Michael is standing patiently outside again, giving us the time to talk privately. Time will stand still as long as I'm sitting at this table with my Savior. Everything can be on hold for as long as I need it to be. He is patient and understanding, and He allows me to speak first.
First, I thank Him for this incredible first year of marriage with Michael. Amid happy tears, I find myself incapable of fully expressing the gratitude I feel in my heart, but He doesn't seem to need any further explanation. He knows. He always has. I take a deep breath of relief.
Next, I thank Him for the incredible gift of life within me. My tears flow again, and I tell him how absolutely amazed I am with His ability to create life! I thank Him for choosing me and believing in me and entrusting me with this baby. I thank him for my own body-vessel that continues to serve me well throughout this pregnancy.
And yet, I explain to him my deep concern with the hurting blood clot in my right leg. And His face shows an empathy that magnifies my feelings, yet is completely without fear. I have never seen an expression like this before, and I make it a point to never forget it.
And then I unfold. I unleash. I let it all out.

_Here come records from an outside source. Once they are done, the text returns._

//!
//! Equidistant Cylindrical (Plate Carree)
//!
//! Simplest of all projections.
//!
//! See also <https://proj.org/operations/projections/eqc.html>
//!

use crate::ellps::Ellipsoid;
use crate::errors::{Error, Result};
use crate::math::adjlat;
use crate::parameters::ParamList;
use crate::proj::ProjData;

// Projection stub
super::projection! { eqc }

#[derive(Debug, Clone)]
pub(crate) struct Projection {
    rc: f64,
    phi0: f64,
}

impl Projection {
    pub fn eqc(p: &mut ProjData, params: &ParamList) -> Result<Self> {
        let rc = params.try_angular_value("lat_ts")?.unwrap_or(0.).cos();
        if rc <= 0. {
            return Err(Error::InvalidParameterValue("lat_ts should be <= 90°"));
        }
        p.ellps = Ellipsoid::sphere(p.ellps.a)?;
        Ok(Self { rc, phi0: p.phi0 })
    }

    #[inline(always)]
    pub fn forward(&self, lam: f64, phi: f64, z: f64) -> Result<(f64, f64, f64)> {
        Ok((lam * self.rc, phi - self.phi0, z))
    }

    #[inline(always)]
    pub fn inverse(&self, x: f64, y: f64, z: f64) -> Result<(f64, f64, f64)> {
        Ok((x / self.rc, adjlat(y + self.phi0), z))
    }

    pub const fn has_inverse() -> bool {
        true
    }

    pub const fn has_forward() -> bool {
        true
    }
}
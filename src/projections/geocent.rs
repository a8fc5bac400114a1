//!
//! Geocentric "projection" stub
//!
//! Coordinates pass through untouched: the pipeline performs the
//! actual geodetic/geocentric conversion when `is_geocent` is set.
//!
use crate::errors::Result;
use crate::parameters::ParamList;
use crate::proj::ProjData;

// Projection stub
super::projection! { geocent, cart }

#[derive(Debug, Clone)]
pub(crate) struct Projection {}

impl Projection {
    pub fn geocent(p: &mut ProjData, _params: &ParamList) -> Result<Self> {
        p.is_geocent = true;
        p.x0 = 0.;
        p.y0 = 0.;
        Ok(Self {})
    }

    pub fn cart(p: &mut ProjData, params: &ParamList) -> Result<Self> {
        Self::geocent(p, params)
    }

    #[inline(always)]
    pub fn forward(&self, x: f64, y: f64, z: f64) -> Result<(f64, f64, f64)> {
        Ok((x, y, z))
    }

    #[inline(always)]
    pub fn inverse(&self, x: f64, y: f64, z: f64) -> Result<(f64, f64, f64)> {
        Ok((x, y, z))
    }

    pub const fn has_inverse() -> bool {
        true
    }

    pub const fn has_forward() -> bool {
        true
    }
}
//!
//! CRS serializers
//!
//! Deterministic emission of a normalised definition in every
//! supported surface syntax. All serializers read the retained
//! [`crate::proj::Proj::defn`] record so a definition re-emits the
//! parameters it was built from.
//!
mod epsg;
mod projjson;
mod projstring;
mod wkt;

pub use epsg::guess_epsg;
pub use projjson::{to_projjson, to_projjson_pretty};
pub use projstring::to_proj_string;
pub use wkt::{to_wkt1, to_wkt2};

use crate::proj::Proj;

/// The effective projection parameters of a definition, with the
/// shorthand forms (utm zones) expanded. Shared by the WKT and
/// PROJJSON emitters.
pub(crate) struct MethodView {
    pub wkt1_name: &'static str,
    pub wkt2_name: &'static str,
    /// (wkt1 name, wkt2 name, value, kind)
    pub parameters: Vec<(&'static str, &'static str, f64, ParamKind)>,
}

#[derive(Debug, Clone, Copy, PartialEq)]
pub(crate) enum ParamKind {
    Angular,
    Linear,
    Scale,
}

impl MethodView {
    pub(crate) fn new(proj: &Proj) -> Option<Self> {
        let defn = proj.defn();
        use ParamKind::*;

        let mut parameters: Vec<(&'static str, &'static str, f64, ParamKind)> = vec![];

        let mut push = |w1, w2, v, k| parameters.push((w1, w2, v, k));

        let lat_0 = |v: Option<f64>| v.unwrap_or(0.);

        let (wkt1_name, wkt2_name) = match defn.proj.as_str() {
            "utm" => {
                let zone = defn.zone.unwrap_or(0) as f64;
                push(
                    "latitude_of_origin",
                    "Latitude of natural origin",
                    0.,
                    Angular,
                );
                push(
                    "central_meridian",
                    "Longitude of natural origin",
                    6. * zone - 183.,
                    Angular,
                );
                push(
                    "scale_factor",
                    "Scale factor at natural origin",
                    0.9996,
                    Scale,
                );
                push("false_easting", "False easting", 500_000., Linear);
                push(
                    "false_northing",
                    "False northing",
                    if defn.south { 10_000_000. } else { 0. },
                    Linear,
                );
                ("Transverse_Mercator", "Transverse Mercator")
            }
            "tmerc" | "etmerc" => {
                push(
                    "latitude_of_origin",
                    "Latitude of natural origin",
                    lat_0(defn.lat_0),
                    Angular,
                );
                push(
                    "central_meridian",
                    "Longitude of natural origin",
                    lat_0(defn.lon_0),
                    Angular,
                );
                push(
                    "scale_factor",
                    "Scale factor at natural origin",
                    defn.k_0.unwrap_or(1.),
                    Scale,
                );
                push(
                    "false_easting",
                    "False easting",
                    defn.x_0.unwrap_or(0.),
                    Linear,
                );
                push(
                    "false_northing",
                    "False northing",
                    defn.y_0.unwrap_or(0.),
                    Linear,
                );
                ("Transverse_Mercator", "Transverse Mercator")
            }
            "lcc" => {
                let two_sp = defn.lat_2.is_some();
                if let Some(lat_1) = defn.lat_1 {
                    push(
                        "standard_parallel_1",
                        "Latitude of 1st standard parallel",
                        lat_1,
                        Angular,
                    );
                }
                if let Some(lat_2) = defn.lat_2 {
                    push(
                        "standard_parallel_2",
                        "Latitude of 2nd standard parallel",
                        lat_2,
                        Angular,
                    );
                }
                push(
                    "latitude_of_origin",
                    "Latitude of false origin",
                    lat_0(defn.lat_0.or(defn.lat_1)),
                    Angular,
                );
                push(
                    "central_meridian",
                    "Longitude of false origin",
                    lat_0(defn.lon_0),
                    Angular,
                );
                if let Some(k_0) = defn.k_0 {
                    push("scale_factor", "Scale factor at natural origin", k_0, Scale);
                }
                push(
                    "false_easting",
                    "Easting at false origin",
                    defn.x_0.unwrap_or(0.),
                    Linear,
                );
                push(
                    "false_northing",
                    "Northing at false origin",
                    defn.y_0.unwrap_or(0.),
                    Linear,
                );
                if two_sp {
                    (
                        "Lambert_Conformal_Conic_2SP",
                        "Lambert Conic Conformal (2SP)",
                    )
                } else {
                    (
                        "Lambert_Conformal_Conic_1SP",
                        "Lambert Conic Conformal (1SP)",
                    )
                }
            }
            "aea" => {
                push(
                    "standard_parallel_1",
                    "Latitude of 1st standard parallel",
                    lat_0(defn.lat_1),
                    Angular,
                );
                push(
                    "standard_parallel_2",
                    "Latitude of 2nd standard parallel",
                    lat_0(defn.lat_2),
                    Angular,
                );
                push(
                    "latitude_of_origin",
                    "Latitude of false origin",
                    lat_0(defn.lat_0),
                    Angular,
                );
                push(
                    "central_meridian",
                    "Longitude of false origin",
                    lat_0(defn.lon_0),
                    Angular,
                );
                push(
                    "false_easting",
                    "Easting at false origin",
                    defn.x_0.unwrap_or(0.),
                    Linear,
                );
                push(
                    "false_northing",
                    "Northing at false origin",
                    defn.y_0.unwrap_or(0.),
                    Linear,
                );
                ("Albers_Conic_Equal_Area", "Albers Equal Area")
            }
            "merc" | "webmerc" => {
                let variant_b = defn.lat_ts.is_some();
                if let Some(lat_ts) = defn.lat_ts {
                    push(
                        "standard_parallel_1",
                        "Latitude of standard parallel",
                        lat_ts,
                        Angular,
                    );
                } else {
                    push(
                        "scale_factor",
                        "Scale factor at natural origin",
                        defn.k_0.unwrap_or(1.),
                        Scale,
                    );
                }
                push(
                    "central_meridian",
                    "Longitude of natural origin",
                    lat_0(defn.lon_0),
                    Angular,
                );
                push(
                    "false_easting",
                    "False easting",
                    defn.x_0.unwrap_or(0.),
                    Linear,
                );
                push(
                    "false_northing",
                    "False northing",
                    defn.y_0.unwrap_or(0.),
                    Linear,
                );
                if defn.proj == "webmerc" {
                    (
                        "Mercator_Auxiliary_Sphere",
                        "Popular Visualisation Pseudo Mercator",
                    )
                } else if variant_b {
                    ("Mercator_2SP", "Mercator (variant B)")
                } else {
                    ("Mercator_1SP", "Mercator (variant A)")
                }
            }
            "stere" | "ups" => {
                let polar = defn.proj == "ups"
                    || defn.lat_0.map(|l| l.abs() == 90.).unwrap_or(false);
                push(
                    "latitude_of_origin",
                    "Latitude of natural origin",
                    if defn.proj == "ups" {
                        if defn.south {
                            -90.
                        } else {
                            90.
                        }
                    } else {
                        lat_0(defn.lat_0)
                    },
                    Angular,
                );
                if let Some(lat_ts) = defn.lat_ts {
                    push(
                        "standard_parallel_1",
                        "Latitude of standard parallel",
                        lat_ts,
                        Angular,
                    );
                }
                push(
                    "central_meridian",
                    "Longitude of natural origin",
                    lat_0(defn.lon_0),
                    Angular,
                );
                push(
                    "scale_factor",
                    "Scale factor at natural origin",
                    if defn.proj == "ups" {
                        0.994
                    } else {
                        defn.k_0.unwrap_or(1.)
                    },
                    Scale,
                );
                push(
                    "false_easting",
                    "False easting",
                    if defn.proj == "ups" {
                        2_000_000.
                    } else {
                        defn.x_0.unwrap_or(0.)
                    },
                    Linear,
                );
                push(
                    "false_northing",
                    "False northing",
                    if defn.proj == "ups" {
                        2_000_000.
                    } else {
                        defn.y_0.unwrap_or(0.)
                    },
                    Linear,
                );
                if polar {
                    ("Polar_Stereographic", "Polar Stereographic (variant A)")
                } else {
                    ("Oblique_Stereographic", "Oblique Stereographic")
                }
            }
            "aeqd" => {
                push(
                    "latitude_of_center",
                    "Latitude of natural origin",
                    lat_0(defn.lat_0),
                    Angular,
                );
                push(
                    "longitude_of_center",
                    "Longitude of natural origin",
                    lat_0(defn.lon_0),
                    Angular,
                );
                push(
                    "false_easting",
                    "False easting",
                    defn.x_0.unwrap_or(0.),
                    Linear,
                );
                push(
                    "false_northing",
                    "False northing",
                    defn.y_0.unwrap_or(0.),
                    Linear,
                );
                ("Azimuthal_Equidistant", "Azimuthal Equidistant")
            }
            "cea" => {
                push(
                    "standard_parallel_1",
                    "Latitude of 1st standard parallel",
                    lat_0(defn.lat_ts),
                    Angular,
                );
                push(
                    "central_meridian",
                    "Longitude of natural origin",
                    lat_0(defn.lon_0),
                    Angular,
                );
                push(
                    "false_easting",
                    "False easting",
                    defn.x_0.unwrap_or(0.),
                    Linear,
                );
                push(
                    "false_northing",
                    "False northing",
                    defn.y_0.unwrap_or(0.),
                    Linear,
                );
                ("Cylindrical_Equal_Area", "Lambert Cylindrical Equal Area")
            }
            "eqc" => {
                push(
                    "standard_parallel_1",
                    "Latitude of 1st standard parallel",
                    lat_0(defn.lat_ts),
                    Angular,
                );
                push(
                    "latitude_of_origin",
                    "Latitude of natural origin",
                    lat_0(defn.lat_0),
                    Angular,
                );
                push(
                    "central_meridian",
                    "Longitude of natural origin",
                    lat_0(defn.lon_0),
                    Angular,
                );
                push(
                    "false_easting",
                    "False easting",
                    defn.x_0.unwrap_or(0.),
                    Linear,
                );
                push(
                    "false_northing",
                    "False northing",
                    defn.y_0.unwrap_or(0.),
                    Linear,
                );
                ("Equirectangular", "Equidistant Cylindrical")
            }
            "sinu" | "robin" | "moll" | "wag4" | "wag5" => {
                push(
                    "central_meridian",
                    "Longitude of natural origin",
                    lat_0(defn.lon_0),
                    Angular,
                );
                push(
                    "false_easting",
                    "False easting",
                    defn.x_0.unwrap_or(0.),
                    Linear,
                );
                push(
                    "false_northing",
                    "False northing",
                    defn.y_0.unwrap_or(0.),
                    Linear,
                );
                match defn.proj.as_str() {
                    "sinu" => ("Sinusoidal", "Sinusoidal"),
                    "robin" => ("Robinson", "Robinson"),
                    _ => ("Mollweide", "Mollweide"),
                }
            }
            _ => return None,
        };

        Some(Self {
            wkt1_name,
            wkt2_name,
            parameters,
        })
    }
}
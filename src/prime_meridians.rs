///
/// Static prime meridians definitions
///
/// Values are decimal degrees east of Greenwich.
///
#[rustfmt::skip]
pub(crate) const PRIME_MERIDIANS: [(&str, &str, f64); 14] = [
    ("greenwich",  "0dE",              0.0),
    ("lisbon",     "9d07'54.862\"W",   -9.131906111111),
    ("paris",      "2d20'14.025\"E",   2.337229166667),
    ("bogota",     "74d04'51.3\"W",    -74.080916666667),
    ("madrid",     "3d41'16.58\"W",    -3.687938888889),
    ("rome",       "12d27'8.4\"E",     12.452333333333),
    ("bern",       "7d26'22.5\"E",     7.439583333333),
    ("jakarta",    "106d48'27.79\"E",  106.807719444444),
    ("ferro",      "17d40'W",          -17.666666666667),
    ("brussels",   "4d22'4.71\"E",     4.367975),
    ("stockholm",  "18d3'29.8\"E",     18.058277777778),
    ("athens",     "23d42'58.815\"E",  23.7163375),
    ("oslo",       "10d43'22.5\"E",    10.722916666667),
    ("copenhagen", "12d34'40.35\"E",   12.57788),
];

/// Return the prime meridian value in decimal degrees
pub fn find_prime_meridian(name: &str) -> Option<f64> {
    PRIME_MERIDIANS
        .iter()
        .find(|d| d.0.eq_ignore_ascii_case(name))
        .map(|d| d.2)
}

With desperation, I tell Him that I don't know where to give birth. I can't find a place in which I am comfortable. I tell Him how my current doctors aren't supportive of a vaginal birth without pain medication and labor management. I tell Him how they just recently told me to go and find another practice to work with. I tell him that I just don't know where to go.
His eyes share my concern, but then He smiles. He tells me that this reminds Him of His own birth story and how His earthly parents knew not where He was going to be born until shortly before He came into the world! They had the same last-minute concerns as we do!
The conditions were not ideal. The stable-cave was dirty, smelly, crowded, and cold. And yet, the Holy Family found peace within it. Mary and Joseph may have preferred to have been surrounded by loving, like-minded believers who'd be supportive of bringing the Savior into the world, but they weren't. Instead, they were observed by dozens of stinky animals and curious townspeople.
Now I'm smiling.
I never thought about my distress being similar to Mary's. And then Jesus points out something further: Joseph felt helpless to find a good location for Mary to birth, just like my Michael does right now. Our situation is not so uncommon, I'm learning. So, amid the challenges we face, we can have hope.
I tell Him that I wish I could speak to my child about this and get his or her opinion. But He reminds me that I am the parent and so is Michael...and that the best decision for our child is naturally embedded within us. No consultation with our child is necessary. Our precious child is, by his or her very nature, to be shielded from the need of this decision-making.
As the Teacher, Jesus doesn't flat-out tell me what to do. Instead, He tells me that within my heart I will find the answer. But He reminds me that only prayer will cultivate it.
It is time to pray, now more than ever.
I'm searching for my stable, Lord. Please help me to find it.